Since my last post (yes, I’ve been tardy again!) I have had my first trip on the Seven Rio then a leave in Michigan. – I shall post more about the Seven Rio later, but for now I’m going to talk about this last leave.
A leave in Autumn – I still can’t bring myself to say ‘Fall’, even though I have been in the US for so long, it’s one of those quirks that I like to maintain while projecting myself as ‘an eccentric Brit’ – is usually one of my favourites. (continuing to use ‘u’ in words like favourite, colour and harbour is another of the aforementioned quirks that I will be maintaining for the time being!)
I do like the Autumn colours, though clearing up the fallen leaves is a bit of a pain, and the weather is usually the most agreeable, but most of all I like it because it tends to be one of the few times when I’m neither getting eaten alive by the mosquitoes nor having to shovel snow! It is usually a good time to slow down a bit, take stock of what we have achieved over the Summer and make any final preparations for winter.
We didn’t manage to do that this leave, or more accurately, we did it all other than the ‘slow down’ bit. Every leave this year seems to have been phenomenally busy, and this last one was no exception.
We did have a hugely sad event at the beginning of the leave when we had to say goodbye to two of our dogs, Tessa and Domino. Apart from the two most recent arrivals, Willow and Ceiba, all of our dogs are in the ‘senior’ stages of their lives and we know that their days with us are getting fewer, but that doesn’t make it any easier to take.
Tessa was our first dog and has been with us for almost as long as we have been married (Melisa got her while I was on my first trip offshore after our wedding) so she was almost 16 years old. Though she was a border collie, she was a ‘smooth blue’, meaning that she had a shorter coat than most collies and was predominantly blue-grey in colour. When we first got her, my father dotted on her, and as we added more dogs to the pack I think he thought we were slightly mad. He gradually came to accept the others, but Tessa remained his favourite. And Tessa, in particular, loved it when we headed to the car saying that we were ‘going to go see Grand dad’! Like our other Scottish Border Collies, Tessa came with us from Scotland, first to Colorado, and then on to Michigan.

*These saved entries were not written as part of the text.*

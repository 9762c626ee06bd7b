//! Errors surfaced by the outer resolution API
//!
//! Inside the engine failures are values carried by artifact sets. They
//! only become Rust errors here: collected into one [`ResolveException`],
//! or raised while configuring the engine.

use crate::graph::NodeId;
use arx_artifact::ResolveError;
use arx_resolve::ExecutorError;
use std::path::PathBuf;

/// Every failure collected during one visit, as a single error
#[derive(Debug, Clone, thiserror::Error)]
#[error("could not resolve {context}: {}", summarize(.failures))]
pub struct ResolveException {
    context: String,
    failures: Vec<ResolveError>,
}

impl ResolveException {
    /// Create aggregate for `context`
    #[must_use]
    pub fn new(context: impl Into<String>, failures: Vec<ResolveError>) -> Self {
        Self {
            context: context.into(),
            failures,
        }
    }

    /// What was being resolved
    #[inline]
    #[must_use]
    pub fn context(&self) -> &str {
        &self.context
    }

    /// Collected failures, in visit order
    #[inline]
    #[must_use]
    pub fn failures(&self) -> &[ResolveError] {
        &self.failures
    }

    /// Take the collected failures
    #[inline]
    #[must_use]
    pub fn into_failures(self) -> Vec<ResolveError> {
        self.failures
    }
}

fn summarize(failures: &[ResolveError]) -> String {
    match failures {
        [] => "no failure recorded".to_string(),
        [only] => only.to_string(),
        many => {
            let mut summary = format!("{} failures", many.len());
            for failure in many {
                summary.push_str("\n  - ");
                summary.push_str(&failure.to_string());
            }
            summary
        }
    }
}

/// Configuration loading errors
#[derive(Debug, thiserror::Error)]
pub enum ConfigError {
    /// Configuration file could not be read
    #[error("could not read configuration {}: {source}", path.display())]
    Io {
        /// File that was read
        path: PathBuf,
        /// Underlying failure
        #[source]
        source: std::io::Error,
    },

    /// Configuration is not valid TOML
    #[error("invalid configuration: {0}")]
    Parse(#[from] toml::de::Error),

    /// A value is out of range
    #[error("invalid configuration: {0}")]
    Invalid(String),
}

/// Errors raised while building a [`ResolvedGraph`](crate::ResolvedGraph)
#[derive(Debug, Clone, PartialEq, Eq, thiserror::Error)]
pub enum GraphError {
    /// Edge refers to a node that was never added
    #[error("unknown graph node {0}")]
    UnknownNode(NodeId),
}

/// Errors raised while creating an engine
#[derive(Debug, thiserror::Error)]
pub enum EngineError {
    /// Invalid configuration
    #[error(transparent)]
    Config(#[from] ConfigError),

    /// Worker pool could not be created
    #[error(transparent)]
    Executor(#[from] ExecutorError),
}
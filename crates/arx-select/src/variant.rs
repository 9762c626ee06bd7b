//! Candidate variants for artifact selection

use arx_artifact::{AttributeContainer, AttributesSchema, Capability, ComponentId, VariantId};
use arx_resolve::{ResolvedArtifactSet, VariantDescriptor};
use std::sync::Arc;

/// Artifacts of one producer variant, with what is needed to match it
#[derive(Debug, Clone)]
pub struct ResolvedVariant {
    descriptor: Arc<VariantDescriptor>,
    identifier: Option<VariantId>,
    artifacts: ResolvedArtifactSet,
}

impl ResolvedVariant {
    /// Create variant
    #[inline]
    #[must_use]
    pub fn new(
        descriptor: Arc<VariantDescriptor>,
        identifier: Option<VariantId>,
        artifacts: ResolvedArtifactSet,
    ) -> Self {
        Self {
            descriptor,
            identifier,
            artifacts,
        }
    }

    /// Descriptor handed to visitors
    #[inline]
    #[must_use]
    pub fn descriptor(&self) -> &Arc<VariantDescriptor> {
        &self.descriptor
    }

    /// Stable identity, when the variant comes from component metadata
    #[inline]
    #[must_use]
    pub fn identifier(&self) -> Option<&VariantId> {
        self.identifier.as_ref()
    }

    /// Display name
    #[inline]
    #[must_use]
    pub fn display_name(&self) -> &str {
        self.descriptor.display_name()
    }

    /// Attributes
    #[inline]
    #[must_use]
    pub fn attributes(&self) -> &AttributeContainer {
        self.descriptor.attributes()
    }

    /// Capabilities
    #[inline]
    #[must_use]
    pub fn capabilities(&self) -> &[Capability] {
        self.descriptor.capabilities()
    }

    /// Backing artifacts
    #[inline]
    #[must_use]
    pub fn artifacts(&self) -> &ResolvedArtifactSet {
        &self.artifacts
    }
}

/// Candidates offered to the variant selector for one selection
#[derive(Debug, Clone)]
pub struct ResolvedVariantSet {
    display_name: String,
    component: Option<ComponentId>,
    schema: Arc<AttributesSchema>,
    overridden_attributes: AttributeContainer,
    variants: Vec<ResolvedVariant>,
}

impl ResolvedVariantSet {
    /// Create candidate set
    #[must_use]
    pub fn new(
        display_name: impl Into<String>,
        schema: Arc<AttributesSchema>,
        variants: Vec<ResolvedVariant>,
    ) -> Self {
        Self {
            display_name: display_name.into(),
            component: None,
            schema,
            overridden_attributes: AttributeContainer::new(),
            variants,
        }
    }

    /// Set owning component
    #[must_use]
    pub fn with_component(mut self, component: ComponentId) -> Self {
        self.component = Some(component);
        self
    }

    /// Set attributes overriding the consumer request
    #[must_use]
    pub fn with_overridden_attributes(mut self, attributes: AttributeContainer) -> Self {
        self.overridden_attributes = attributes;
        self
    }

    /// Name used in diagnostics
    #[inline]
    #[must_use]
    pub fn display_name(&self) -> &str {
        &self.display_name
    }

    /// Owning component
    #[inline]
    #[must_use]
    pub fn component(&self) -> Option<&ComponentId> {
        self.component.as_ref()
    }

    /// Producer attribute schema
    #[inline]
    #[must_use]
    pub fn schema(&self) -> &AttributesSchema {
        &self.schema
    }

    /// Attributes overriding the consumer request
    #[inline]
    #[must_use]
    pub fn overridden_attributes(&self) -> &AttributeContainer {
        &self.overridden_attributes
    }

    /// Candidates in declaration order
    #[inline]
    #[must_use]
    pub fn variants(&self) -> &[ResolvedVariant] {
        &self.variants
    }
}
//! Resolution engine
//!
//! Owns everything that outlives a single resolution: configuration,
//! selection services, the artifact resolver, the implicit artifact set
//! cache and the finalization executor.

use crate::artifact_set::{DefaultVisitedArtifactSet, VisitedGraphResults};
use crate::config::ResolutionConfig;
use crate::error::EngineError;
use crate::graph::ResolvedGraph;
use crate::graph_visitor::ResolvedArtifactsGraphVisitor;
use arx_artifact::AttributeContainer;
use arx_resolve::OperationExecutor;
use arx_select::{
    ArtifactSelectionServices, ArtifactSelectionSpec, ComponentArtifactResolver,
    DefaultVariantArtifactResolver, TransformRegistry, VariantArtifactResolver,
    VariantArtifactSetCache,
};
use std::sync::Arc;

/// Turns resolved graphs into selectable artifact sets
#[derive(Debug, Clone)]
pub struct ArtifactResolutionEngine {
    config: ResolutionConfig,
    services: ArtifactSelectionServices,
    resolver: Arc<dyn VariantArtifactResolver>,
    cache: Arc<VariantArtifactSetCache>,
    executor: Arc<OperationExecutor>,
}

impl ArtifactResolutionEngine {
    /// Create engine resolving component artifacts through `artifacts`
    ///
    /// # Errors
    /// Returns error if the configuration is invalid or the worker pool
    /// cannot be created
    pub fn new(
        config: ResolutionConfig,
        transforms: TransformRegistry,
        artifacts: Arc<dyn ComponentArtifactResolver>,
    ) -> Result<Self, EngineError> {
        config.validate()?;
        let executor = OperationExecutor::with_threads(config.worker_threads)?;
        let services = ArtifactSelectionServices::new(transforms)
            .with_max_chain_length(config.max_transform_chain_length);

        tracing::info!(
            worker_threads = config.worker_threads,
            executor = ?executor,
            sort_order = ?config.sort_order,
            "artifact resolution engine ready"
        );

        Ok(Self {
            config,
            services,
            resolver: Arc::new(DefaultVariantArtifactResolver::new(artifacts)),
            cache: Arc::new(VariantArtifactSetCache::new()),
            executor: Arc::new(executor),
        })
    }

    /// Replace selection services
    ///
    /// The configured `max_transform_chain_length` applies to the replacement.
    #[must_use]
    pub fn with_services(mut self, services: ArtifactSelectionServices) -> Self {
        self.services = services.with_max_chain_length(self.config.max_transform_chain_length);
        self
    }

    /// Share an implicit artifact set cache with other engines of the build tree
    #[must_use]
    pub fn with_cache(mut self, cache: Arc<VariantArtifactSetCache>) -> Self {
        self.cache = cache;
        self
    }

    /// Configuration
    #[inline]
    #[must_use]
    pub fn config(&self) -> &ResolutionConfig {
        &self.config
    }

    /// Selection services
    #[inline]
    #[must_use]
    pub fn services(&self) -> &ArtifactSelectionServices {
        &self.services
    }

    /// Implicit artifact set cache
    #[inline]
    #[must_use]
    pub fn cache(&self) -> &Arc<VariantArtifactSetCache> {
        &self.cache
    }

    /// Selection request for `attributes` using the configured sort order
    #[must_use]
    pub fn selection_spec(&self, attributes: AttributeContainer) -> ArtifactSelectionSpec {
        ArtifactSelectionSpec::new(attributes).with_sort_order(self.config.sort_order)
    }

    /// Collect the artifact sets of `graph`
    pub fn resolve(&self, graph: &ResolvedGraph) -> DefaultVisitedArtifactSet {
        let mut visitor =
            ResolvedArtifactsGraphVisitor::new(Arc::clone(&self.resolver), &self.cache);
        graph.traverse(&mut visitor);
        let artifact_results = visitor.into_results();

        tracing::info!(
            nodes = graph.nodes().len(),
            artifact_sets = artifact_results.len(),
            graph_failures = graph.failures().len(),
            "resolved graph artifacts"
        );

        DefaultVisitedArtifactSet::new(
            VisitedGraphResults::new(graph.failures().to_vec()),
            artifact_results,
            self.services.clone(),
            Arc::clone(&self.executor),
        )
        .with_lenient(self.config.lenient)
        .with_continue_on_selection_failure(self.config.continue_on_selection_failure)
    }
}

#[cfg(test)]
mod tests {
    use super::*;
    use crate::error::ConfigError;
    use arx_select::ComponentArtifactMetadata;
    use std::io;
    use std::path::PathBuf;

    #[derive(Debug)]
    struct Repository;

    impl ComponentArtifactResolver for Repository {
        fn resolve_artifact(&self, artifact: &ComponentArtifactMetadata) -> io::Result<PathBuf> {
            Ok(PathBuf::from("/repo").join(artifact.name().file_name()))
        }
    }

    #[test]
    fn invalid_config_is_rejected() {
        let config = ResolutionConfig::new().with_max_transform_chain_length(0);
        let err =
            ArtifactResolutionEngine::new(config, TransformRegistry::new(), Arc::new(Repository))
                .unwrap_err();
        assert!(matches!(err, EngineError::Config(ConfigError::Invalid(_))));
    }

    #[test]
    fn selection_spec_uses_configured_order() {
        let config = ResolutionConfig::new()
            .with_worker_threads(1)
            .with_sort_order(arx_select::SortOrder::DependencyFirst);
        let engine =
            ArtifactResolutionEngine::new(config, TransformRegistry::new(), Arc::new(Repository))
                .unwrap();
        let spec = engine.selection_spec(AttributeContainer::new());
        assert!(spec.sort_order.is_reversed());
        assert!(engine.cache().is_empty());
    }
}
use arx_artifact::{ArtifactName, AttributeContainer};
use arx_resolve::{OperationExecutor, ParallelResolveArtifactSet, ResolvedArtifactSet};
use arx_results::{
    ArtifactResolutionEngine, GraphNode, ResolutionConfig, ResolvedGraph, VisitedArtifactSet,
};
use arx_select::{EdgeOverrides, TransformRegistry};
use arx_test_utils::{
    component, counting_artifact, jar, module, project, variant, RecordingArtifactVisitor,
    StubComponentArtifactResolver,
};
use pretty_assertions::assert_eq;
use proptest::prelude::*;
use std::path::{Path, PathBuf};
use std::sync::atomic::{AtomicUsize, Ordering};
use std::sync::{Arc, Barrier};

fn counted_set(count: usize, counter: &Arc<AtomicUsize>) -> (ResolvedArtifactSet, Vec<String>) {
    let names: Vec<String> = (0..count).map(|index| format!("lib-{index}.jar")).collect();
    let set = names
        .iter()
        .map(|name| {
            let artifact = counting_artifact(&format!("/repo/{name}"), Arc::clone(counter));
            ResolvedArtifactSet::single(variant(name), artifact)
        })
        .collect();
    (set, names)
}

#[test]
fn test_concurrent_file_calls_compute_once() {
    let counter = Arc::new(AtomicUsize::new(0));
    let artifact = counting_artifact("/repo/lib.jar", Arc::clone(&counter));
    let barrier = Barrier::new(2);

    let files: Vec<PathBuf> = std::thread::scope(|scope| {
        let handles: Vec<_> = (0..2)
            .map(|_| {
                scope.spawn(|| {
                    barrier.wait();
                    artifact.file().map(Path::to_path_buf).unwrap()
                })
            })
            .collect();
        handles.into_iter().map(|handle| handle.join().unwrap()).collect()
    });

    assert_eq!(files, vec![PathBuf::from("/repo/lib.jar"); 2]);
    assert_eq!(counter.load(Ordering::SeqCst), 1);
}

#[test]
fn test_parallel_visit_keeps_order_and_resolves_once() {
    let counter = Arc::new(AtomicUsize::new(0));
    let (set, mut expected) = counted_set(32, &counter);
    let with_repeat = ResolvedArtifactSet::composite([set.clone(), set]);
    expected.extend(expected.clone());

    let executor = OperationExecutor::with_threads(4).unwrap();
    let mut visitor = RecordingArtifactVisitor::new();
    ParallelResolveArtifactSet::wrap(&with_repeat, &executor).visit(&mut visitor);

    assert_eq!(visitor.artifact_names(), expected);
    assert_eq!(counter.load(Ordering::SeqCst), 32);
}

#[test]
fn test_visitor_without_files_resolves_nothing() {
    let counter = Arc::new(AtomicUsize::new(0));
    let (set, expected) = counted_set(4, &counter);

    let executor = OperationExecutor::with_threads(2).unwrap();
    let mut visitor = RecordingArtifactVisitor::without_files();
    ParallelResolveArtifactSet::wrap(&set, &executor).visit(&mut visitor);

    assert_eq!(visitor.artifact_names(), expected);
    assert_eq!(counter.load(Ordering::SeqCst), 0);
}

#[test]
fn test_artifact_reached_through_two_edges_is_resolved_once() {
    let app = component(project(":app"), 0, AttributeContainer::new(), Vec::new());
    let tools_id = module("org", "tools", "1.0");
    let tools = component(tools_id, 1, AttributeContainer::new(), Vec::new());
    let lib_id = module("org", "lib", "1.0");
    let lib = component(lib_id.clone(), 2, AttributeContainer::new(), vec![jar(&lib_id, "lib")]);

    let mut graph =
        ResolvedGraph::new(GraphNode::new(Arc::clone(&app), Arc::clone(&app.variants[0])));
    let tools_node =
        graph.add_node(GraphNode::new(Arc::clone(&tools), Arc::clone(&tools.variants[0])));
    let lib_node = graph.add_node(GraphNode::new(Arc::clone(&lib), Arc::clone(&lib.variants[0])));
    graph.add_edge(graph.root(), tools_node, EdgeOverrides::none()).unwrap();
    graph.add_edge(graph.root(), lib_node, EdgeOverrides::none()).unwrap();
    let explicit = EdgeOverrides {
        artifacts: vec![ArtifactName::new("lib", "jar")],
        ..EdgeOverrides::none()
    };
    graph.add_edge(tools_node, lib_node, explicit).unwrap();

    let repository = Arc::new(StubComponentArtifactResolver::new());
    let engine = ArtifactResolutionEngine::new(
        ResolutionConfig::new().with_worker_threads(4),
        TransformRegistry::new(),
        Arc::clone(&repository) as _,
    )
    .unwrap();
    let selected = engine.resolve(&graph).select(&engine.selection_spec(AttributeContainer::new()));

    let mut visitor = RecordingArtifactVisitor::new();
    selected.visit_artifacts(&mut visitor, false);
    assert_eq!(visitor.artifact_names(), vec!["lib.jar", "lib.jar"]);
    assert_eq!(repository.calls_for("lib.jar"), 1);
    assert_eq!(selected.files().unwrap(), vec![PathBuf::from("/repo/lib.jar")]);
}

proptest! {
    #[test]
    fn prop_parallel_delivery_matches_sequential(count in 1..24usize, threads in 2..6usize) {
        let sequential_counter = Arc::new(AtomicUsize::new(0));
        let (sequential_set, _) = counted_set(count, &sequential_counter);
        let mut sequential = RecordingArtifactVisitor::new();
        ParallelResolveArtifactSet::wrap(&sequential_set, &OperationExecutor::sequential())
            .visit(&mut sequential);

        let parallel_counter = Arc::new(AtomicUsize::new(0));
        let (parallel_set, _) = counted_set(count, &parallel_counter);
        let mut parallel = RecordingArtifactVisitor::new();
        let executor = OperationExecutor::with_threads(threads).unwrap();
        ParallelResolveArtifactSet::wrap(&parallel_set, &executor).visit(&mut parallel);

        prop_assert_eq!(sequential.events, parallel.events);
        prop_assert_eq!(parallel_counter.load(Ordering::SeqCst), count);
    }
}
//! Registered transforms and chain discovery

use crate::matching::AttributeMatcher;
use arx_artifact::{AttributeContainer, AttributesSchema};
use arx_resolve::{TransformChain, TransformStep};
use std::fmt;
use std::sync::Arc;

/// Default bound on the number of steps in a discovered chain
pub const DEFAULT_MAX_CHAIN_LENGTH: usize = 3;

/// A step converting variants matching `from` into variants with `to` applied
#[derive(Debug, Clone)]
pub struct TransformRegistration {
    from: AttributeContainer,
    to: AttributeContainer,
    step: Arc<dyn TransformStep>,
}

impl TransformRegistration {
    /// Create registration
    #[must_use]
    pub fn new(
        from: AttributeContainer,
        to: AttributeContainer,
        step: Arc<dyn TransformStep>,
    ) -> Self {
        Self { from, to, step }
    }

    /// Attributes a source variant must match
    #[inline]
    #[must_use]
    pub fn from(&self) -> &AttributeContainer {
        &self.from
    }

    /// Attributes set on the produced variant
    #[inline]
    #[must_use]
    pub fn to(&self) -> &AttributeContainer {
        &self.to
    }
}

/// A chain able to turn a source variant into the requested one
#[derive(Debug, Clone)]
pub struct CandidateChain {
    /// Attributes of the produced variant
    pub attributes: AttributeContainer,
    /// Steps to apply
    pub chain: TransformChain,
}

/// Transforms known to the build, searched breadth-first
#[derive(Clone)]
pub struct TransformRegistry {
    registrations: Vec<TransformRegistration>,
    max_chain_length: usize,
}

impl TransformRegistry {
    /// Create empty registry
    #[inline]
    #[must_use]
    pub fn new() -> Self {
        Self {
            registrations: Vec::new(),
            max_chain_length: DEFAULT_MAX_CHAIN_LENGTH,
        }
    }

    /// Set the longest chain considered
    #[must_use]
    pub fn with_max_chain_length(mut self, max_chain_length: usize) -> Self {
        self.max_chain_length = max_chain_length;
        self
    }

    /// Register a transform (builder style)
    #[must_use]
    pub fn with(mut self, registration: TransformRegistration) -> Self {
        self.register(registration);
        self
    }

    /// Register a transform
    pub fn register(&mut self, registration: TransformRegistration) {
        self.registrations.push(registration);
    }

    /// Number of registered transforms
    #[inline]
    #[must_use]
    pub fn len(&self) -> usize {
        self.registrations.len()
    }

    /// Whether no transform is registered
    #[inline]
    #[must_use]
    pub fn is_empty(&self) -> bool {
        self.registrations.is_empty()
    }

    /// Longest chain considered
    #[inline]
    #[must_use]
    pub fn max_chain_length(&self) -> usize {
        self.max_chain_length
    }

    /// Shortest chains turning `source` into a variant matching `requested`
    ///
    /// All returned chains have the same length. An empty result means no
    /// chain of at most [`max_chain_length`](Self::max_chain_length) steps exists.
    #[must_use]
    pub fn find_chains(
        &self,
        schema: &AttributesSchema,
        source: &AttributeContainer,
        requested: &AttributeContainer,
    ) -> Vec<CandidateChain> {
        let matcher = AttributeMatcher::new(schema);
        let mut frontier: Vec<(AttributeContainer, Vec<Arc<dyn TransformStep>>)> =
            vec![(source.clone(), Vec::new())];

        for _ in 0..self.max_chain_length {
            let mut next = Vec::new();
            let mut found = Vec::new();
            for (attributes, steps) in &frontier {
                for registration in &self.registrations {
                    if !matcher.is_match(attributes, &registration.from) {
                        continue;
                    }
                    let produced = attributes.concat(&registration.to);
                    if produced == *attributes {
                        continue;
                    }
                    let mut chain = steps.clone();
                    chain.push(Arc::clone(&registration.step));
                    if matcher.is_match(&produced, requested) {
                        found.push(CandidateChain {
                            attributes: produced,
                            chain: TransformChain::new(chain),
                        });
                    } else {
                        next.push((produced, chain));
                    }
                }
            }
            if !found.is_empty() {
                return found;
            }
            if next.is_empty() {
                break;
            }
            frontier = next;
        }
        Vec::new()
    }
}

impl Default for TransformRegistry {
    fn default() -> Self {
        Self::new()
    }
}

impl fmt::Debug for TransformRegistry {
    fn fmt(&self, f: &mut fmt::Formatter<'_>) -> fmt::Result {
        f.debug_struct("TransformRegistry")
            .field("registrations", &self.registrations.len())
            .field("max_chain_length", &self.max_chain_length)
            .finish()
    }
}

I think that Domino may have been the first of the dog to join us in America. We knew about him while we were still in the UK and Melisa had made contact with his foster family before we moved. Domino was an Aussie who was deaf and mostly blind. He had been turned in to a kill shelter in California were he was rescued by a lady who tries to rehome Aussies. Once we moved over to Colorado, Domino’s foster family took him to us via what must have been a 2000 mile round road trip. We were told that he was very friendly, but preferred women to men. Obviously no one told Domino that as he seemed to favour me over Melisa! Domino was a very ‘rough and tumble’ dog, something that seems to be an Aussie trait – while the Collies were Soccer players, Domino was definitely more a Rugby player, bowling over any dog that got in his way. We have no idea of how old Domino was, we were told originally that he was seven when he was turned into the shelter, then he was with us for over nine years, either way he was no spring chicken. In the last few months he was experiencing increasing pain in his hind quarters and some mornings, he could barely stand.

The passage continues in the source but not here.